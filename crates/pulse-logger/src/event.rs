// Copyright (c) 2025 Dimitris Kafetzis
//
// Licensed under the MIT License.
// See LICENSE file in the project root for full license information.
//
// SPDX-License-Identifier: MIT

//! `tracing` events whose target is chosen at runtime.
//!
//! `tracing` macros bake the target into each callsite, so a logger named
//! `orders` would be filtered as this crate's module. Instead, enablement is
//! asked with metadata carrying the logger name as target (what per-target
//! directives such as `orders=debug` match on), and the event is then sent
//! through one static callsite per level with a fixed field set:
//! `message`, `logger`, `context`, `error`.

use crate::Level;
use std::error::Error;
use std::fmt::Arguments;
use std::sync::Once;
use tracing::callsite::{self, Callsite, Identifier};
use tracing::field::{FieldSet, Value};
use tracing::metadata::Kind;
use tracing::subscriber::Interest;
use tracing::{Dispatch, Event, Metadata};

/// Target reported by events from an unnamed logger.
pub(crate) const EVENT_TARGET: &str = "pulse_logger";

const FIELD_NAMES: &[&str] = &["message", "logger", "context", "error"];

macro_rules! level_callsite {
    ($level:expr, $cs:ident, $meta:ident, $ty:ident) => {
        struct $ty;
        static $cs: $ty = $ty;
        static $meta: Metadata<'static> = Metadata::new(
            "pulse event",
            EVENT_TARGET,
            $level,
            None,
            None,
            None,
            FieldSet::new(FIELD_NAMES, Identifier(&$cs)),
            Kind::EVENT,
        );

        impl Callsite for $ty {
            fn set_interest(&self, _: Interest) {}

            fn metadata(&self) -> &'static Metadata<'static> {
                &$meta
            }
        }
    };
}

level_callsite!(tracing::Level::TRACE, TRACE_CS, TRACE_META, TraceCallsite);
level_callsite!(tracing::Level::DEBUG, DEBUG_CS, DEBUG_META, DebugCallsite);
level_callsite!(tracing::Level::INFO, INFO_CS, INFO_META, InfoCallsite);
level_callsite!(tracing::Level::WARN, WARN_CS, WARN_META, WarnCallsite);
level_callsite!(tracing::Level::ERROR, ERROR_CS, ERROR_META, ErrorCallsite);

static REGISTER: Once = Once::new();

fn callsite_for(level: Level) -> &'static dyn Callsite {
    REGISTER.call_once(|| {
        callsite::register(&TRACE_CS);
        callsite::register(&DEBUG_CS);
        callsite::register(&INFO_CS);
        callsite::register(&WARN_CS);
        callsite::register(&ERROR_CS);
    });
    match level {
        Level::Trace => &TRACE_CS,
        Level::Debug => &DEBUG_CS,
        Level::Info => &INFO_CS,
        Level::Warn => &WARN_CS,
        Level::Error => &ERROR_CS,
    }
}

/// Returns `true` if `dispatch` accepts an event at `level` for `target`.
pub(crate) fn enabled(dispatch: &Dispatch, level: Level, target: &str) -> bool {
    let metadata = Metadata::new(
        "pulse event",
        target,
        level.into(),
        None,
        None,
        None,
        FieldSet::new(FIELD_NAMES, Identifier(callsite_for(level))),
        Kind::EVENT,
    );
    dispatch.enabled(&metadata)
}

/// Sends one event to `dispatch`. Callers check [`enabled`] first.
pub(crate) fn emit(
    dispatch: &Dispatch,
    level: Level,
    logger: Option<&str>,
    message: Arguments<'_>,
    context: Option<&str>,
    error: Option<&(dyn Error + 'static)>,
) {
    let metadata = callsite_for(level).metadata();
    let mut fields = metadata.fields().iter();
    let (Some(message_field), Some(logger_field), Some(context_field), Some(error_field)) =
        (fields.next(), fields.next(), fields.next(), fields.next())
    else {
        return;
    };

    let values = [
        (&message_field, Some(&message as &dyn Value)),
        (&logger_field, logger.as_ref().map(|l| l as &dyn Value)),
        (&context_field, context.as_ref().map(|c| c as &dyn Value)),
        (&error_field, error.as_ref().map(|e| e as &dyn Value)),
    ];
    let value_set = metadata.fields().value_set(&values);
    dispatch.event(&Event::new(metadata, &value_set));
}

#[cfg(test)]
mod tests {
    use super::*;
    use crate::cause::RuntimeFailure;
    use crate::test_support::{capturing_dispatch, filtered_dispatch};

    #[test]
    fn test_enabled_matches_target_directives() {
        let (dispatch, _) = filtered_dispatch("warn,orders=debug");
        assert!(enabled(&dispatch, Level::Debug, "orders"));
        assert!(enabled(&dispatch, Level::Debug, "orders::checkout"));
        assert!(!enabled(&dispatch, Level::Trace, "orders"));
        assert!(!enabled(&dispatch, Level::Info, "billing"));
        assert!(enabled(&dispatch, Level::Warn, "billing"));
    }

    #[test]
    fn test_emit_records_present_fields_only() {
        let (dispatch, events) = capturing_dispatch(tracing::Level::TRACE);
        let failure = RuntimeFailure::new("boom");
        emit(&dispatch, Level::Warn, Some("svc"), format_args!("a {}", 1), None, None);
        emit(
            &dispatch,
            Level::Error,
            None,
            format_args!("b"),
            Some("k=v"),
            Some(&failure),
        );

        let events = events.lock().unwrap();
        assert_eq!(events[0].level, Level::Warn);
        assert_eq!(events[0].message, "a 1");
        assert_eq!(events[0].field("logger"), Some("svc"));
        assert_eq!(events[0].field("context"), None);
        assert_eq!(events[1].field("logger"), None);
        assert_eq!(events[1].field("context"), Some("k=v"));
        assert_eq!(events[1].field("error"), Some("boom"));
    }
}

> _Task directions_: Copy out each line of the listing that holds the word "with".

> _Exercise response_:
//! asked with metadata carrying the logger name as target (what per-target
//! through one static callsite per level with a fixed field set:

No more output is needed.